氮限制可明显抑制Emiliania huxleyi NIWA1108的生长、光合作用、钙化作用，并降低其沉降速率，表明硝酸盐浓度是控制该藻生理生化过程的重要环境因子.同样，Feng 等[23]也发现硝酸盐浓度在Emiliania huxleyi NIWA1108 生长、光合及钙化作用中起到的重要作用，且在5 种环境因子中最为重要.氮是合成核酸和蛋白质的必需元素，氮限制可能会减少一些作为光合作用和钙化作用的重要转运体的蛋白质的生产[35].在本研究中，氮限制使Emiliania huxleyi NIWA1108 的细胞大小减小，因而细胞POC和PIC 含量均有所降低，然而氮限制下细胞PIC 降低的幅度更大，从而导致了细胞PIC/POC 比值在氮限制下明显下降.这与Müller 等[36]和Perrin 等[37]研究结果有所不同，其研究对象为处于静止生长期的Emiliania huxleyi NIWA1108 的细胞而无论在低光照或者高光照条件下，氮限制增加了细胞PIC/POC 比值，主要原因是处于静止期的藻细胞在细胞生长的G1 期，钙化作用继续而细胞分裂暂停，导致细胞PIC含量相对升高，本研究对象为指数生长期藻细胞，在极低硝酸盐浓度下，其钙化作用较细胞分裂更大程度受到抑制.氮限制导致的细胞体积减小和PIC 含量降低也大大降低了其相对于海水的比密度，从而导致沉降速率降低，这将会进一步降低该藻向深海的碳沉降通量.同样的，本研究中，随着细胞变小，细胞Chla 含量也减少，细胞PON 含量降低[23,38].同时由于功能性蛋白合成受到氮限制影响，降低对营养盐的吸收与有机磷合成，导致细胞POP 含量也降低.
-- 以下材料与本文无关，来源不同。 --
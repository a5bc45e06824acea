use crate::chain::ErrorOrder;
use clap::{Args, Parser, Subcommand, ValueEnum};
use std::path::PathBuf;

#[derive(Parser)]
#[command(name = "apachelog")]
#[command(author, version, about = "Parse Apache access logs with mod_log_config format strings")]
#[command(propagate_version = true)]
pub struct Cli {
    #[command(subcommand)]
    pub command: Commands,

    /// Number of parallel threads (0 = sequential)
    #[arg(long, short = 'j', global = true, default_value = "0")]
    pub threads: usize,

    /// Log level for diagnostics on stderr (RUST_LOG takes precedence)
    #[arg(long, global = true, default_value = "warn")]
    pub log_level: String,
}

#[derive(Subcommand)]
pub enum Commands {
    /// Parse access log files and output structured entries
    Parse(ParseArgs),

    /// Show statistics and summaries
    Stats(StatsArgs),

    /// Compile a format string and list its directives
    Check(CheckArgs),
}

/// Options shared by every command that reads log files
#[derive(Args)]
pub struct FormatArgs {
    /// Log format: "combined", "common" or a format string such as '%h %t "%r" %s'
    #[arg(long, short = 'f')]
    pub format: Option<String>,

    /// JSON parser configuration file
    #[arg(long, short = 'c')]
    pub config: Option<PathBuf>,

    /// Which unsupported directive to report when several are present
    #[arg(long, value_enum)]
    pub error_order: Option<ErrorOrder>,
}

#[derive(Args)]
pub struct ParseArgs {
    /// Log files to parse (supports glob patterns)
    #[arg(required = true)]
    pub files: Vec<PathBuf>,

    #[command(flatten)]
    pub format: FormatArgs,

    /// Output format
    #[arg(long, value_enum, default_value = "table")]
    pub output: OutputFormat,

    /// Filter by time - start (e.g., "1 hour ago", "2025-01-01")
    #[arg(long)]
    pub since: Option<String>,

    /// Filter by time - end
    #[arg(long)]
    pub until: Option<String>,

    /// Pattern to search in the request line
    #[arg(long, short)]
    pub grep: Option<String>,

    /// Filter by status code(s)
    #[arg(long, short)]
    pub status: Option<Vec<String>>,

    /// Stop at the first malformed line
    #[arg(long)]
    pub strict: bool,

    /// Maximum number of results
    #[arg(long, short = 'n')]
    pub limit: Option<usize>,

    /// Output file (default: stdout)
    #[arg(long, short = 'o')]
    pub output_file: Option<PathBuf>,
}

#[derive(Args)]
pub struct StatsArgs {
    /// Log files to analyze
    #[arg(required = true)]
    pub files: Vec<PathBuf>,

    #[command(flatten)]
    pub format: FormatArgs,

    /// Show top N entries
    #[arg(long, default_value = "10")]
    pub top: usize,

    /// Output format
    #[arg(long, value_enum, default_value = "table")]
    pub output: ReportFormat,
}

#[derive(Args)]
pub struct CheckArgs {
    /// Format string to compile
    #[arg(required = true)]
    pub format: String,

    /// Which unsupported directive to report when several are present
    #[arg(long, value_enum, default_value = "right-to-left")]
    pub error_order: ErrorOrder,
}

#[derive(Copy, Clone, Debug, PartialEq, Eq, ValueEnum)]
pub enum OutputFormat {
    /// Human-readable table
    Table,
    /// Pretty-printed JSON per entry
    Json,
    /// Newline-delimited JSON
    Ndjson,
    /// CSV format
    Csv,
}

#[derive(Copy, Clone, Debug, PartialEq, Eq, ValueEnum)]
pub enum ReportFormat {
    Table,
    Json,
}

impl std::fmt::Display for OutputFormat {
    fn fmt(&self, f: &mut std::fmt::Formatter<'_>) -> std::fmt::Result {
        match self {
            OutputFormat::Table => write!(f, "table"),
            OutputFormat::Json => write!(f, "json"),
            OutputFormat::Ndjson => write!(f, "ndjson"),
            OutputFormat::Csv => write!(f, "csv"),
        }
    }
}

#[cfg(test)]
mod tests {
    use super::*;
    use clap::CommandFactory;

    #[test]
    fn test_cli_is_well_formed() {
        Cli::command().debug_assert();
    }

    #[test]
    fn test_parse_arguments() {
        let cli = Cli::try_parse_from([
            "apachelog", "-j", "4", "parse", "access.log", "--format", "common",
            "--status", "404", "--status", "500", "--output", "ndjson",
        ])
        .unwrap();
        assert_eq!(cli.threads, 4);
        match cli.command {
            Commands::Parse(args) => {
                assert_eq!(args.format.format.as_deref(), Some("common"));
                assert_eq!(args.status, Some(vec!["404".to_string(), "500".to_string()]));
                assert_eq!(args.output, OutputFormat::Ndjson);
                assert!(!args.strict);
            }
            _ => panic!("expected parse command"),
        }
    }

    #[test]
    fn test_check_arguments() {
        let cli = Cli::try_parse_from(["apachelog", "check", "%h %X", "--error-order", "left-to-right"]).unwrap();
        match cli.command {
            Commands::Check(args) => {
                assert_eq!(args.format, "%h %X");
                assert_eq!(args.error_order, ErrorOrder::LeftToRight);
            }
            _ => panic!("expected check command"),
        }
    }
}
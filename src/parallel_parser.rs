use crate::chain::FormatChain;
use crate::config::ParserConfig;
use crate::error::ParseError;
use crate::parse_result::ParsedLine;
use crate::parser::AccessLogParser;
use crate::statistics::ParsingStatistics;
use rayon::prelude::*;
use std::io::{BufRead, BufReader, Read};
use std::ops::ControlFlow;
use std::sync::Arc;
use std::time::Instant;
use tracing::debug;

/// Result from parallel processing
#[derive(Debug, Clone)]
pub struct ParallelResult {
    pub results: Vec<ParsedLine>,
    pub statistics: ParsingStatistics,
}

impl ParallelResult {
    fn from_results(results: Vec<ParsedLine>) -> Self {
        let statistics = aggregate(&results);
        Self { results, statistics }
    }
}

fn aggregate(results: &[ParsedLine]) -> ParsingStatistics {
    let mut statistics = ParsingStatistics::new();
    for parsed in results {
        record(&mut statistics, parsed);
    }
    statistics
}

fn record(statistics: &mut ParsingStatistics, parsed: &ParsedLine) {
    match &parsed.outcome {
        Ok(entry) => statistics.record_success(entry, parsed.processing_time_micros),
        Err(error) => statistics.record_failure(error, parsed.processing_time_micros),
    }
}

fn parse_timed(chain: &FormatChain, line: &str, line_number: usize) -> ParsedLine {
    let start_time = Instant::now();
    let outcome = chain.parse_line(line);
    ParsedLine::new(line_number, outcome, start_time.elapsed().as_micros() as u64)
}

fn parse_raw(chain: &FormatChain, raw: &[u8], line_number: usize) -> ParsedLine {
    match std::str::from_utf8(raw) {
        Ok(line) => parse_timed(chain, line, line_number),
        Err(_) => ParsedLine::new(line_number, Err(ParseError::InvalidEncoding { line_number }), 0),
    }
}

/// Parses lines on a rayon pool, all workers sharing one compiled chain.
pub struct ParallelParser {
    chain: Arc<FormatChain>,
    pool: Option<rayon::ThreadPool>,
    batch_size: usize,
    buffer_size: usize,
}

impl ParallelParser {
    /// Create a parallel parser on the global rayon pool
    pub fn new(chain: Arc<FormatChain>) -> Self {
        let defaults = ParserConfig::default();
        Self {
            chain,
            pool: None,
            batch_size: defaults.batch_size,
            buffer_size: defaults.buffer_size,
        }
    }

    /// Create a parallel parser, with a dedicated pool when `num_threads` is
    /// above 1. Otherwise work runs on the global rayon pool.
    pub fn from_config(config: &ParserConfig) -> Result<Self, ParseError> {
        config.validate()?;
        let pool = if config.num_threads > 1 {
            let pool = rayon::ThreadPoolBuilder::new()
                .num_threads(config.num_threads)
                .build()
                .map_err(|e| ParseError::ConfigurationError {
                    parameter: "num_threads".to_string(),
                    error_message: e.to_string(),
                })?;
            Some(pool)
        } else {
            None
        };

        Ok(Self {
            chain: Arc::new(config.compile()?),
            pool,
            batch_size: config.batch_size,
            buffer_size: config.buffer_size,
        })
    }

    pub fn chain(&self) -> &Arc<FormatChain> {
        &self.chain
    }

    fn install<T: Send>(&self, work: impl FnOnce() -> T + Send) -> T {
        match &self.pool {
            Some(pool) => pool.install(work),
            None => work(),
        }
    }

    /// Parse lines in parallel, keeping input order in the results
    pub fn parse_lines_parallel<S: AsRef<str> + Sync>(&self, lines: &[S]) -> ParallelResult {
        let results = self.parse_batch(lines, 0, |chain, line, line_number| {
            parse_timed(chain, line.as_ref(), line_number)
        });
        ParallelResult::from_results(results)
    }

    fn parse_batch<T, F>(&self, lines: &[T], first_line: usize, parse: F) -> Vec<ParsedLine>
    where
        T: Sync,
        F: Fn(&FormatChain, &T, usize) -> ParsedLine + Sync,
    {
        let chain: &FormatChain = &self.chain;
        self.install(|| {
            lines
                .par_iter()
                .enumerate()
                .map(|(i, line)| parse(chain, line, first_line + i + 1))
                .collect()
        })
    }

    /// Read `reader` in batches and parse each batch in parallel, handing the
    /// parsed lines to `on_line` in input order. The scan stops at the first
    /// error or `ControlFlow::Break` from `on_line`; the returned statistics
    /// cover the lines handed over up to that point.
    pub fn parse_reader<R, E, F>(&self, mut reader: R, mut on_line: F) -> Result<ParsingStatistics, E>
    where
        R: BufRead,
        E: From<ParseError>,
        F: FnMut(ParsedLine) -> Result<ControlFlow<()>, E>,
    {
        let mut statistics = ParsingStatistics::new();
        let mut line_count = 0;

        loop {
            let mut batch = Vec::with_capacity(self.batch_size);
            while batch.len() < self.batch_size {
                let mut line = Vec::new();
                let read = reader
                    .read_until(b'\n', &mut line)
                    .map_err(|e| ParseError::io("reading access log line", &e))?;
                if read == 0 {
                    break;
                }
                batch.push(line);
            }
            if batch.is_empty() {
                break;
            }

            let results = self.parse_batch(&batch, line_count, |chain, raw, line_number| {
                parse_raw(chain, raw, line_number)
            });
            line_count += batch.len();
            debug!(lines = batch.len(), total = line_count, "parsed batch");
            for parsed in results {
                record(&mut statistics, &parsed);
                if on_line(parsed)?.is_break() {
                    debug!(lines_read = line_count, "scan stopped by caller");
                    return Ok(statistics);
                }
            }
        }

        Ok(statistics)
    }

    /// Parse independent streams in parallel, one sequential parser per stream
    pub fn parse_streams_parallel<R: Read + Send>(
        &self,
        streams: Vec<(R, String)>,
    ) -> Vec<(String, Result<ParallelResult, ParseError>)> {
        self.install(|| {
            streams
                .into_par_iter()
                .map(|(reader, source)| {
                    let result = self.parse_single_stream(reader);
                    (source, result)
                })
                .collect()
        })
    }

    fn parse_single_stream<R: Read>(&self, reader: R) -> Result<ParallelResult, ParseError> {
        let buf_reader = BufReader::with_capacity(self.buffer_size, reader);
        let mut parser = AccessLogParser::with_chain(buf_reader, Arc::clone(&self.chain));
        let mut results = Vec::new();

        loop {
            let start_time = Instant::now();
            let outcome = match parser.parse_next() {
                Ok(None) => break,
                Err(error @ ParseError::IoError { .. }) => return Err(error),
                Ok(Some(entry)) => Ok(entry),
                Err(error) => Err(error),
            };
            let processing_time = start_time.elapsed().as_micros() as u64;
            results.push(ParsedLine::new(parser.line_number(), outcome, processing_time));
        }

        Ok(ParallelResult::from_results(results))
    }
}
use serde::{Deserialize, Serialize};
use std::collections::HashMap;
use std::fmt;
use std::sync::OnceLock;

/// Field kinds supported by the Apache mod_log_config module.
/// For more information, see:
///    https://httpd.apache.org/docs/2.4/mod/mod_log_config.html#formats
#[derive(Debug, Clone, Copy, PartialEq, Eq, Hash, Serialize, Deserialize)]
pub enum FieldKind {
    RemoteIpAddress,     // %a
    LocalIpAddress,      // %A
    ResponseSize,        // %B
    ResponseSizeClf,     // %b
    Cookie,              // %{Foobar}C
    ElapsedTime,         // %D
    EnvVar,              // %{FOOBAR}e
    Header,              // %{Foobar}i
    Filename,            // %f
    RemoteHost,          // %h
    RequestProto,        // %H
    RemoteLogname,       // %l
    RequestMethod,       // %m
    Port,                // %p
    ProcessId,           // %P
    QueryString,         // %q
    RequestFirstLine,    // %r
    Status,              // %s
    Time,                // %t
    ElapsedTimeSec,      // %T
    RemoteUser,          // %u
    UrlPath,             // %U
    CanonicalServerName, // %v
    ServerName,          // %V
    BytesReceived,       // %I
    BytesSent,           // %O
    /// Only used to signal an unrecognized directive
    Unknown,
}

const DIRECTIVES: [(FieldKind, &str); 26] = [
    (FieldKind::RemoteIpAddress, "%a"),
    (FieldKind::LocalIpAddress, "%A"),
    (FieldKind::ResponseSize, "%B"),
    (FieldKind::ResponseSizeClf, "%b"),
    (FieldKind::Cookie, "%{...}C"),
    (FieldKind::ElapsedTime, "%D"),
    (FieldKind::EnvVar, "%{...}e"),
    (FieldKind::Header, "%{...}i"),
    (FieldKind::Filename, "%f"),
    (FieldKind::RemoteHost, "%h"),
    (FieldKind::RequestProto, "%H"),
    (FieldKind::RemoteLogname, "%l"),
    (FieldKind::RequestMethod, "%m"),
    (FieldKind::Port, "%p"),
    (FieldKind::ProcessId, "%P"),
    (FieldKind::QueryString, "%q"),
    (FieldKind::RequestFirstLine, "%r"),
    (FieldKind::Status, "%s"),
    (FieldKind::Time, "%t"),
    (FieldKind::ElapsedTimeSec, "%T"),
    (FieldKind::RemoteUser, "%u"),
    (FieldKind::UrlPath, "%U"),
    (FieldKind::CanonicalServerName, "%v"),
    (FieldKind::ServerName, "%V"),
    (FieldKind::BytesReceived, "%I"),
    (FieldKind::BytesSent, "%O"),
];

fn registry() -> &'static HashMap<&'static str, FieldKind> {
    static REGISTRY: OnceLock<HashMap<&'static str, FieldKind>> = OnceLock::new();
    REGISTRY.get_or_init(|| DIRECTIVES.iter().map(|&(kind, token)| (token, kind)).collect())
}

/// Retrieve the field kind corresponding to an exact directive string, or
/// `FieldKind::Unknown` when the directive is not recognized.
pub fn lookup(directive: &str) -> FieldKind {
    registry().get(directive).copied().unwrap_or(FieldKind::Unknown)
}

impl FieldKind {
    /// Every defined kind, excluding `Unknown`
    pub fn all() -> impl Iterator<Item = FieldKind> {
        DIRECTIVES.iter().map(|&(kind, _)| kind)
    }

    /// Canonical directive text for this kind
    pub fn as_directive(&self) -> &'static str {
        DIRECTIVES
            .iter()
            .find(|(kind, _)| kind == self)
            .map(|&(_, token)| token)
            .unwrap_or("UNKNOWN")
    }

    /// True for the `%{Name}x` kinds that target an entry in a map
    pub fn is_named(&self) -> bool {
        matches!(self, FieldKind::Cookie | FieldKind::EnvVar | FieldKind::Header)
    }
}

impl fmt::Display for FieldKind {
    fn fmt(&self, f: &mut fmt::Formatter<'_>) -> fmt::Result {
        f.write_str(self.as_directive())
    }
}
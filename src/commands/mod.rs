pub mod check;
pub mod input;
pub mod output;
pub mod parse;
pub mod stats;

pub use check::run_check;
pub use parse::run_parse;
pub use stats::run_stats;
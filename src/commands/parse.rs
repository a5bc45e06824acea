use crate::cli::ParseArgs;
use crate::commands::input::{expand_globs, parse_time, resolve_config, LogScanner};
use crate::commands::output::{print_stats_summary, EntryWriter};
use crate::models::AccessLogEntry;
use crate::statistics::ParsingStatistics;
use chrono::{DateTime, Utc};
use regex::Regex;
use std::error::Error;
use std::fs::File;
use std::io::{stdout, BufWriter, Write};
use std::ops::ControlFlow;

/// Conditions an entry must meet to be written out
#[derive(Debug, Default)]
pub struct EntryFilter {
    pub since: Option<DateTime<Utc>>,
    pub until: Option<DateTime<Utc>>,
    pub grep: Option<Regex>,
    pub statuses: Vec<String>,
}

impl EntryFilter {
    pub fn from_args(args: &ParseArgs) -> Result<Self, Box<dyn Error>> {
        let since = args.since.as_deref().map(parse_time_arg).transpose()?;
        let until = args.until.as_deref().map(parse_time_arg).transpose()?;
        let grep = args
            .grep
            .as_ref()
            .map(|p| Regex::new(&format!("(?i){}", p)))
            .transpose()?;

        Ok(Self {
            since,
            until,
            grep,
            statuses: args.status.clone().unwrap_or_default(),
        })
    }

    pub fn matches(&self, entry: &AccessLogEntry) -> bool {
        // entries without a timestamp are never dropped by the time window
        if let Some(ts) = entry.time.map(|t| t.with_timezone(&Utc)) {
            if self.since.is_some_and(|start| ts < start) {
                return false;
            }
            if self.until.is_some_and(|end| ts > end) {
                return false;
            }
        }

        if let Some(ref pattern) = self.grep {
            if !pattern.is_match(entry.request_first_line.as_str()) {
                return false;
            }
        }

        self.statuses.is_empty() || self.statuses.iter().any(|s| *s == entry.status)
    }
}

fn parse_time_arg(s: &str) -> Result<DateTime<Utc>, Box<dyn Error>> {
    parse_time(s).ok_or_else(|| format!("cannot parse time '{}'", s).into())
}

pub fn run_parse(args: ParseArgs, threads: usize) -> Result<(), Box<dyn Error>> {
    let config = resolve_config(&args.format, threads)?;
    let scanner = LogScanner::new(config, args.strict)?;
    let filter = EntryFilter::from_args(&args)?;

    let files = expand_globs(&args.files)?;
    if files.is_empty() {
        eprintln!("No files matched the given patterns");
        return Ok(());
    }

    let output: Box<dyn Write> = if let Some(ref path) = args.output_file {
        colored::control::set_override(false);
        Box::new(BufWriter::new(File::create(path)?))
    } else {
        Box::new(stdout())
    };
    let mut writer = EntryWriter::new(args.output, output).with_highlight(filter.grep.clone());
    writer.write_header()?;

    let mut statistics = ParsingStatistics::new();
    let mut output_count = 0;

    for file_path in &files {
        if args.limit.is_some_and(|limit| output_count >= limit) {
            break;
        }

        let file_stats = scanner.scan_file(file_path, |entry| {
            if !filter.matches(entry) {
                return Ok(ControlFlow::Continue(()));
            }
            writer.write_entry(entry)?;
            output_count += 1;
            if args.limit.is_some_and(|limit| output_count >= limit) {
                Ok(ControlFlow::Break(()))
            } else {
                Ok(ControlFlow::Continue(()))
            }
        })?;
        statistics.merge(&file_stats);
    }
    writer.finish()?;

    // Print summary to stderr if outputting to file
    if args.output_file.is_some() {
        print_stats_summary(&statistics);
    }

    Ok(())
}
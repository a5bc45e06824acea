use percent_encoding::percent_decode_str;
use serde::{Deserialize, Serialize};
use std::fmt;
use std::sync::OnceLock;

/// The first line of an HTTP request, e.g. `GET /index.html?q=1 HTTP/1.1`.
///
/// Splitting into method, path and protocol happens on first access and is
/// cached, as is the percent-decoded path.
#[derive(Debug, Clone, Default, Serialize, Deserialize)]
#[serde(from = "String", into = "String")]
pub struct RequestFirstLine {
    raw: String,
    parts: OnceLock<RequestParts>,
    decoded_path: OnceLock<String>,
}

#[derive(Debug, Clone, Default, PartialEq, Eq)]
struct RequestParts {
    method: String,
    path: String,
    protocol: String,
}

impl RequestParts {
    fn split(raw: &str) -> Self {
        let fields: Vec<&str> = raw.split(' ').collect();
        match fields.as_slice() {
            [method, path, protocol] => Self {
                method: method.to_string(),
                path: path.to_string(),
                protocol: protocol.to_string(),
            },
            _ => Self::default(),
        }
    }
}

impl RequestFirstLine {
    pub fn new(raw: impl Into<String>) -> Self {
        Self {
            raw: raw.into(),
            parts: OnceLock::new(),
            decoded_path: OnceLock::new(),
        }
    }

    fn parts(&self) -> &RequestParts {
        self.parts.get_or_init(|| RequestParts::split(&self.raw))
    }

    /// Raw text as captured from the log line
    pub fn as_str(&self) -> &str {
        &self.raw
    }

    pub fn is_empty(&self) -> bool {
        self.raw.is_empty()
    }

    /// True once method, path and protocol have been split out
    pub fn is_decoded(&self) -> bool {
        self.parts.get().is_some()
    }

    pub fn method(&self) -> &str {
        &self.parts().method
    }

    /// Requested path, percent-decoded. Falls back to the encoded path when it
    /// holds a malformed escape or does not decode to UTF-8.
    pub fn path(&self) -> &str {
        self.decoded_path.get_or_init(|| {
            let raw_path = self.raw_path();
            decode_path(raw_path).unwrap_or_else(|| raw_path.to_string())
        })
    }

    /// Requested path exactly as it appears in the request line
    pub fn raw_path(&self) -> &str {
        &self.parts().path
    }

    pub fn protocol(&self) -> &str {
        &self.parts().protocol
    }
}

fn decode_path(path: &str) -> Option<String> {
    let bytes = path.as_bytes();
    let well_formed = bytes.iter().enumerate().all(|(i, &b)| {
        b != b'%'
            || (i + 2 < bytes.len()
                && bytes[i + 1].is_ascii_hexdigit()
                && bytes[i + 2].is_ascii_hexdigit())
    });
    if !well_formed {
        return None;
    }
    percent_decode_str(path)
        .decode_utf8()
        .ok()
        .map(|decoded| decoded.into_owned())
}

impl PartialEq for RequestFirstLine {
    fn eq(&self, other: &Self) -> bool {
        self.raw == other.raw
    }
}

impl Eq for RequestFirstLine {}

impl fmt::Display for RequestFirstLine {
    fn fmt(&self, f: &mut fmt::Formatter<'_>) -> fmt::Result {
        f.write_str(&self.raw)
    }
}

impl From<String> for RequestFirstLine {
    fn from(raw: String) -> Self {
        Self::new(raw)
    }
}

impl From<RequestFirstLine> for String {
    fn from(line: RequestFirstLine) -> Self {
        line.raw
    }
}
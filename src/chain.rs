use crate::directive::Directive;
use crate::error::ParseError;
use crate::models::AccessLogEntry;
use serde::{Deserialize, Serialize};
use std::fmt;
use tracing::debug;

/// Which unsupported token is reported when a format string holds several.
#[derive(Debug, Clone, Copy, PartialEq, Eq, Default, Serialize, Deserialize, clap::ValueEnum)]
#[serde(rename_all = "kebab-case")]
pub enum ErrorOrder {
    /// Report the last unsupported token
    #[default]
    RightToLeft,
    /// Report the first unsupported token
    LeftToRight,
}

/// A compiled format string: the ordered directives to run over each line.
///
/// Immutable once compiled, so one chain can be shared between any number of
/// parsers or threads.
#[derive(Debug, Clone, Default, PartialEq, Eq)]
pub struct FormatChain {
    directives: Vec<Directive>,
}

impl FormatChain {
    /// Compile a format string as defined by the mod_log_config module:
    ///    https://httpd.apache.org/docs/2.4/mod/mod_log_config.html#formats
    ///
    /// Unlike Apache, modifiers (`<`, `>`, `!`, status lists) are not supported.
    pub fn compile(format: &str) -> Result<Self, ParseError> {
        Self::compile_with_order(format, ErrorOrder::default())
    }

    pub fn compile_with_order(format: &str, order: ErrorOrder) -> Result<Self, ParseError> {
        if format.is_empty() {
            return Ok(Self::default());
        }
        let tokens: Vec<&str> = format.split(' ').collect();
        Self::from_tokens(&tokens, order)
    }

    /// Compile an already split list of directive tokens.
    pub fn from_tokens<S: AsRef<str>>(tokens: &[S], order: ErrorOrder) -> Result<Self, ParseError> {
        let mut directives = Vec::with_capacity(tokens.len());
        let mut failures = Vec::new();

        for token in tokens {
            match Directive::parse(token.as_ref()) {
                Ok(directive) => directives.push(directive),
                Err(e) => failures.push(e),
            }
        }

        let reported = match order {
            ErrorOrder::LeftToRight => failures.into_iter().next(),
            ErrorOrder::RightToLeft => failures.pop(),
        };
        if let Some(err) = reported {
            debug!(error = %err, "format compilation failed");
            return Err(err);
        }

        debug!(directives = directives.len(), "compiled format chain");
        Ok(Self { directives })
    }

    pub fn directives(&self) -> &[Directive] {
        &self.directives
    }

    pub fn len(&self) -> usize {
        self.directives.len()
    }

    pub fn is_empty(&self) -> bool {
        self.directives.is_empty()
    }

    /// Run every directive over `line`, left to right, storing values in
    /// `entry`.
    ///
    /// Extraction stops early once the cursor reaches the newline or the end
    /// of the line. The first reader error aborts the whole line.
    pub fn execute(&self, entry: &mut AccessLogEntry, line: &str) -> Result<(), ParseError> {
        let bytes = line.as_bytes();
        let mut cursor = 0;

        for directive in &self.directives {
            cursor += directive.apply(entry, &line[cursor..])?;
            if bytes.get(cursor) == Some(&b' ') {
                cursor += 1;
            }
            if matches!(bytes.get(cursor), None | Some(b'\n')) {
                break;
            }
        }

        Ok(())
    }

    /// Parse `line` into a fresh entry.
    pub fn parse_line(&self, line: &str) -> Result<AccessLogEntry, ParseError> {
        let mut entry = AccessLogEntry::new();
        self.execute(&mut entry, line)?;
        Ok(entry)
    }
}

impl fmt::Display for FormatChain {
    fn fmt(&self, f: &mut fmt::Formatter<'_>) -> fmt::Result {
        for (i, directive) in self.directives.iter().enumerate() {
            if i > 0 {
                f.write_str(" ")?;
            }
            write!(f, "{}", directive)?;
        }
        Ok(())
    }
}
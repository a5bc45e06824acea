use crate::error::ParseError;
use crate::models::AccessLogEntry;

/// Outcome of parsing one line, with its position and timing
#[derive(Debug, Clone, PartialEq)]
pub struct ParsedLine {
    /// 1-based line number within its source
    pub line_number: usize,
    pub outcome: Result<AccessLogEntry, ParseError>,
    pub processing_time_micros: u64,
}

impl ParsedLine {
    pub fn new(line_number: usize, outcome: Result<AccessLogEntry, ParseError>, processing_time_micros: u64) -> Self {
        Self {
            line_number,
            outcome,
            processing_time_micros,
        }
    }

    pub fn is_success(&self) -> bool {
        self.outcome.is_ok()
    }

    pub fn entry(&self) -> Option<&AccessLogEntry> {
        self.outcome.as_ref().ok()
    }

    pub fn error(&self) -> Option<&ParseError> {
        self.outcome.as_ref().err()
    }

    /// Error description prefixed with the line number
    pub fn detailed_error_description(&self) -> Option<String> {
        self.error()
            .map(|error| format!("Line {}: {}", self.line_number, error))
    }
}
本研究进一步表明了酸化和氮限制对颗石藻的生理和生物地球化学指标的潜在交互影响.酸化会导致颗石藻细胞花费更多的能量维持细胞内pH 平衡[39]，因此随着 CO2分压升高，Emiliania huxleyi NIWA1108 的钙化作用通常会随之减弱[7,35].本研究中，当p(CO2)由400µatm 升高至800µatm 时，细胞PIC 含量和PIC/POC 比值均有所降低；而这种趋势在氮限制下尤为明显，换句话说，酸化和氮限制的交互作用对Emiliania huxleyi NIWA1108 的钙化作用产生了负向协同效应.此外，酸化和氮限制也对Emiliania huxleyi NIWA1108 的细胞碳氮比和碳磷比产生了正向协同效应.考虑到在未来全球变化下的海洋环境中，除了海洋酸化的趋势外[40]，寡营养海域尤其是氮限制海域也会逐渐扩张[41]，因此，为了更加准确地预测全球变化下颗石藻的生理学响应及该响应带来的对海洋生物地球化学尤其是碳循环的影响，酸化和氮限制的这种协同影响不容忽视.

4 结 论

通过对颗石藻Emiliania huxleyi NIWA1108 进行恒化连续培养，揭示了在稳态生长条件下，氮限制对该藻的生理学指标影响较大，减小了颗石球的体积，降低了细胞各元素含量；而酸化则进一步降低了细胞元素含量，尤其是细胞无机碳含量以及PIC/POC 比值，其沉降速率也随之降低.酸化和氮限制对颗石藻生理及生物地球化学指标尤其是钙化作用存在着潜在协同效应，这为进一步预测全球变化下颗石藻这一重要功能群的响应以及气候变化相关海洋生物地球化学模型的建立提供了理论支撑.